Material provided:
____________
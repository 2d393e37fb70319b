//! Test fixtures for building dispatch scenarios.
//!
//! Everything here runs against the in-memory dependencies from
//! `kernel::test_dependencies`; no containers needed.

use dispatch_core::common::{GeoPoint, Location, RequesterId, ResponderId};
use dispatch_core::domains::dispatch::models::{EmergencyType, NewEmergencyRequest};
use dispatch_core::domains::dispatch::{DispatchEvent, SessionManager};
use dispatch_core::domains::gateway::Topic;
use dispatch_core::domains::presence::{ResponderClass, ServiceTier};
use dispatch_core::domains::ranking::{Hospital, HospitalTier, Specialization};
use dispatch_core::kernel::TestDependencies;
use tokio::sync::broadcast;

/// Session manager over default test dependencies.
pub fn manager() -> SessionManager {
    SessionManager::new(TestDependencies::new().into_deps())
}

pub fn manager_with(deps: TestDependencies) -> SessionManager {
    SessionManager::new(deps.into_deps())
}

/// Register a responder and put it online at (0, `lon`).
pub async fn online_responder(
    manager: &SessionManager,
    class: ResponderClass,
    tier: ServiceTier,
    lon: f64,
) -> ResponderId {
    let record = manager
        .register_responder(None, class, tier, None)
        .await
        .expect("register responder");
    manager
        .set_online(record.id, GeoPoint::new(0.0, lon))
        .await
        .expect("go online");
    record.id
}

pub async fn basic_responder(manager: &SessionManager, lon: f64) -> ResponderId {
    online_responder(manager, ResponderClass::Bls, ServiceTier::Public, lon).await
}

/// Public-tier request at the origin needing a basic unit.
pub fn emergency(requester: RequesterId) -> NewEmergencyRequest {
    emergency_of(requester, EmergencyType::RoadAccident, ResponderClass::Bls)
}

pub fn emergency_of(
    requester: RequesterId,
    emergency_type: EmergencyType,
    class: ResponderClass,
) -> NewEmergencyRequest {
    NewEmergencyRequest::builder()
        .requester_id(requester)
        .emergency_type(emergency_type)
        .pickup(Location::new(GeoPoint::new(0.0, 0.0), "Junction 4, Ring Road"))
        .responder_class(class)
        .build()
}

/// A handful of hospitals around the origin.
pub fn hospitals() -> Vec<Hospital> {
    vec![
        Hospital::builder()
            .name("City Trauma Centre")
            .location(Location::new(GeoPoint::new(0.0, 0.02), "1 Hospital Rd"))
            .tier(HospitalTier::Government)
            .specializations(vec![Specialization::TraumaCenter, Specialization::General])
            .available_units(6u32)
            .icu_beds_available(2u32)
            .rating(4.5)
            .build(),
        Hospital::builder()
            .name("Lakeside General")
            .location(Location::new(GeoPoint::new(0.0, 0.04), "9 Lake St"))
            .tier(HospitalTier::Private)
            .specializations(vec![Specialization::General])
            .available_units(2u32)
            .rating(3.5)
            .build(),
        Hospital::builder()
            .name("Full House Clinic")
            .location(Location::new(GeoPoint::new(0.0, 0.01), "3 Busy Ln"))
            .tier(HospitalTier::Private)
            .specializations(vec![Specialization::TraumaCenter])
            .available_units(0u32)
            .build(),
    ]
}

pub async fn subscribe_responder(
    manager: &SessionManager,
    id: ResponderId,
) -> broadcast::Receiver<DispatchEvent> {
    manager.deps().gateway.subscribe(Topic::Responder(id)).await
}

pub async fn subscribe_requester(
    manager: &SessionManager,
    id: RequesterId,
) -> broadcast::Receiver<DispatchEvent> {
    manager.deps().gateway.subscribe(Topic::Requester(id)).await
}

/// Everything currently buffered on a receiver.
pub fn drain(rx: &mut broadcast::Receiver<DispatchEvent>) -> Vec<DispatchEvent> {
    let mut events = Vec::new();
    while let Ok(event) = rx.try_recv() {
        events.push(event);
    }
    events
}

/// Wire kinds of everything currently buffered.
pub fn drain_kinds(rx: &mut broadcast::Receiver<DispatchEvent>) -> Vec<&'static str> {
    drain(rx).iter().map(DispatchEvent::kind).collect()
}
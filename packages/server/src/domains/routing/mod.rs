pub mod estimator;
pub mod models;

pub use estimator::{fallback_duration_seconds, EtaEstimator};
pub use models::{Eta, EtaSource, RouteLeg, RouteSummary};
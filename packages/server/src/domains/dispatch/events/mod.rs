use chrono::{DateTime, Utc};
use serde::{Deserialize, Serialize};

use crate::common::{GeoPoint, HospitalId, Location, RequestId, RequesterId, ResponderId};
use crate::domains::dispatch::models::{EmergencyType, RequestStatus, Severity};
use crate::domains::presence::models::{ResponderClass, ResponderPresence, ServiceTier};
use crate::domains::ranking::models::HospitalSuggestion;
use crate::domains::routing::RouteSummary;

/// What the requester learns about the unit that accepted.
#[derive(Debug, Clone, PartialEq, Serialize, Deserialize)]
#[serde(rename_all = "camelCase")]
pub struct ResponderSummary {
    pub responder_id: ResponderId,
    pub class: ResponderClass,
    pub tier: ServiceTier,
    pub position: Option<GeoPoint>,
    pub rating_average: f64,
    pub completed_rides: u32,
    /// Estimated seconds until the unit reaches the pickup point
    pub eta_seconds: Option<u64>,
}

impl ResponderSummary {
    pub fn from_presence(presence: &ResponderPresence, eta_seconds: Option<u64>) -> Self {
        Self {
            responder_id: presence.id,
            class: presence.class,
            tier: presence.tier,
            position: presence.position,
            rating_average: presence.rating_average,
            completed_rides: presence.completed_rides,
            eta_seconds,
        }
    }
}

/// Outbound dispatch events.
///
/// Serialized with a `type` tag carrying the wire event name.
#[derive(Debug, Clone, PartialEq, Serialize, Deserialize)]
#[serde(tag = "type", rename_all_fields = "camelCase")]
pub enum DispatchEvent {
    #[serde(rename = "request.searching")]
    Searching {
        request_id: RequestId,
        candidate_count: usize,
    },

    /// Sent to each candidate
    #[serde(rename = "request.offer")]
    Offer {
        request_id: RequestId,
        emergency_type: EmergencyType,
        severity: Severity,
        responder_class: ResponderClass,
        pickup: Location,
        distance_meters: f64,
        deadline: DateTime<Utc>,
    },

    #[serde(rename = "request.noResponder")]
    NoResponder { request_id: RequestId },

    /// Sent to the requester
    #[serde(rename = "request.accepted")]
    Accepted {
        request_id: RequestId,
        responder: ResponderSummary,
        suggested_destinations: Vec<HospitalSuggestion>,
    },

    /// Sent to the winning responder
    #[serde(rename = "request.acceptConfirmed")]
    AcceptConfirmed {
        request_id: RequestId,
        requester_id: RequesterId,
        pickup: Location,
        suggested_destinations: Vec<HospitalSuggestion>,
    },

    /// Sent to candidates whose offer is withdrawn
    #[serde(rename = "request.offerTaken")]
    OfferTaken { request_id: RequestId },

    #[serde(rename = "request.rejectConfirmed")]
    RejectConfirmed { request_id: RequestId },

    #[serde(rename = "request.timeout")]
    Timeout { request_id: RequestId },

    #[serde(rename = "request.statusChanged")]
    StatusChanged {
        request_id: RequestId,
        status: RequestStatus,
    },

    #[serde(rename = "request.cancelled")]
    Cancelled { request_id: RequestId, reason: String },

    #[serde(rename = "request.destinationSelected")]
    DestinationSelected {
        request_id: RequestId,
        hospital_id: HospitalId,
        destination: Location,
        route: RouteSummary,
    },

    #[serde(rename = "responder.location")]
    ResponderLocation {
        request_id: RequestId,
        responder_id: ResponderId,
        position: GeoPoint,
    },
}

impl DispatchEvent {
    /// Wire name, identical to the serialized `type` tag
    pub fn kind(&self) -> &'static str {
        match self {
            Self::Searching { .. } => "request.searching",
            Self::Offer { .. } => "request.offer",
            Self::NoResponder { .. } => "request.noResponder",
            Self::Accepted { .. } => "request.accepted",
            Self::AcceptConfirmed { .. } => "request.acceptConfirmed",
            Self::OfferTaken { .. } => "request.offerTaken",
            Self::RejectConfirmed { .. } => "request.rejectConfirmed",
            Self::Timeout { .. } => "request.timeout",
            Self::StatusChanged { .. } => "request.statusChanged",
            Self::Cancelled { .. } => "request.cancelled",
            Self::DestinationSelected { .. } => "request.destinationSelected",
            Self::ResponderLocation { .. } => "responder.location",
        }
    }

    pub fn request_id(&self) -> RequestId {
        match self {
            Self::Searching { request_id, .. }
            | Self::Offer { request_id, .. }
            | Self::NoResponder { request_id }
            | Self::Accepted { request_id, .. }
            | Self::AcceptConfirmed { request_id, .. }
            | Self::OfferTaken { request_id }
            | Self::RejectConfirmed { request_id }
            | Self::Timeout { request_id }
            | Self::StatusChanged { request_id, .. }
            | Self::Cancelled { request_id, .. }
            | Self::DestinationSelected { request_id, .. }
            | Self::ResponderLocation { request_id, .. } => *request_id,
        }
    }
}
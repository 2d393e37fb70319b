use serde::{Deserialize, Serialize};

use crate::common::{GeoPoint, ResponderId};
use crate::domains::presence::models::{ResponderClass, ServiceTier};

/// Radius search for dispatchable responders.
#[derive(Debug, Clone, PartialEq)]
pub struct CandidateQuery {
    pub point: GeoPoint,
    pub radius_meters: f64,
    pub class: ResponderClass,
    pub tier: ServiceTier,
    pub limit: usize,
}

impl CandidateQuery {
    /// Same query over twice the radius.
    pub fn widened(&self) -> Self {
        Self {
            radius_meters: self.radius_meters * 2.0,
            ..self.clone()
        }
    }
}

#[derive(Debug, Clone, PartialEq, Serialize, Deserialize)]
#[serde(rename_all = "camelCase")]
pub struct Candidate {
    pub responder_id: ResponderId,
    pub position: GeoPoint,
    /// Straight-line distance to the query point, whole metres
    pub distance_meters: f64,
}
____________
Problem details:
Copy each line from the entries above that has the word "Topic" in it.

Response to the exercise:
use dispatch_core::domains::gateway::Topic;
    manager.deps().gateway.subscribe(Topic::Responder(id)).await
    manager.deps().gateway.subscribe(Topic::Requester(id)).await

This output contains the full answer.